Exercise directions: Among the entries, which lines carry the string "workers"? Copy every one.

Data for this exercise:

================================

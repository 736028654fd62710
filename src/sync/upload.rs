use std::path::PathBuf;
use std::sync::Mutex;
use std::sync::atomic::{AtomicBool, AtomicUsize, Ordering};

use anyhow::{Context, Result};

use crate::remote::RemoteStore;

/// Upload `parts` with at most `workers` concurrent transfers.
///
/// Parts are independent objects, so their relative order does not matter.
/// The first failure stops workers from picking up further parts and is returned.
pub(super) fn upload_parts(
    remote: &dyn RemoteStore,
    repo_id: &str,
    parts: &[PathBuf],
    workers: usize,
) -> Result<Vec<String>> {
    let mut names = Vec::with_capacity(parts.len());
    for part in parts {
        let name = part
            .file_name()
            .and_then(|n| n.to_str())
            .with_context(|| format!("part path {} has no utf-8 file name", part.display()))?;
        names.push(name.to_string());
    }

    let next = AtomicUsize::new(0);
    let stop = AtomicBool::new(false);
    let errors: Mutex<Vec<anyhow::Error>> = Mutex::new(Vec::new());
    let total = parts.len();

    std::thread::scope(|s| {
        for _ in 0..workers.clamp(1, total.max(1)) {
            s.spawn(|| {
                loop {
                    if stop.load(Ordering::SeqCst) {
                        break;
                    }
                    let i = next.fetch_add(1, Ordering::SeqCst);
                    if i >= total {
                        break;
                    }
                    let (path, name) = (&parts[i], &names[i]);
                    tracing::info!(part = %name, index = i + 1, total, "uploading part");
                    if let Err(err) = remote.upload_object(repo_id, path, name) {
                        stop.store(true, Ordering::SeqCst);
                        let err = anyhow::Error::new(err).context(format!("upload part {}", name));
                        errors
                            .lock()
                            .unwrap_or_else(|p| p.into_inner())
                            .push(err);
                        break;
                    }
                }
            });
        }
    });

    let errors = errors.into_inner().unwrap_or_else(|p| p.into_inner());
    if let Some(err) = errors.into_iter().next() {
        return Err(err);
    }
    Ok(names)
}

================================

Answer box:
/// Upload `parts` with at most `workers` concurrent transfers.
/// The first failure stops workers from picking up further parts and is returned.
    workers: usize,
        for _ in 0..workers.clamp(1, total.max(1)) {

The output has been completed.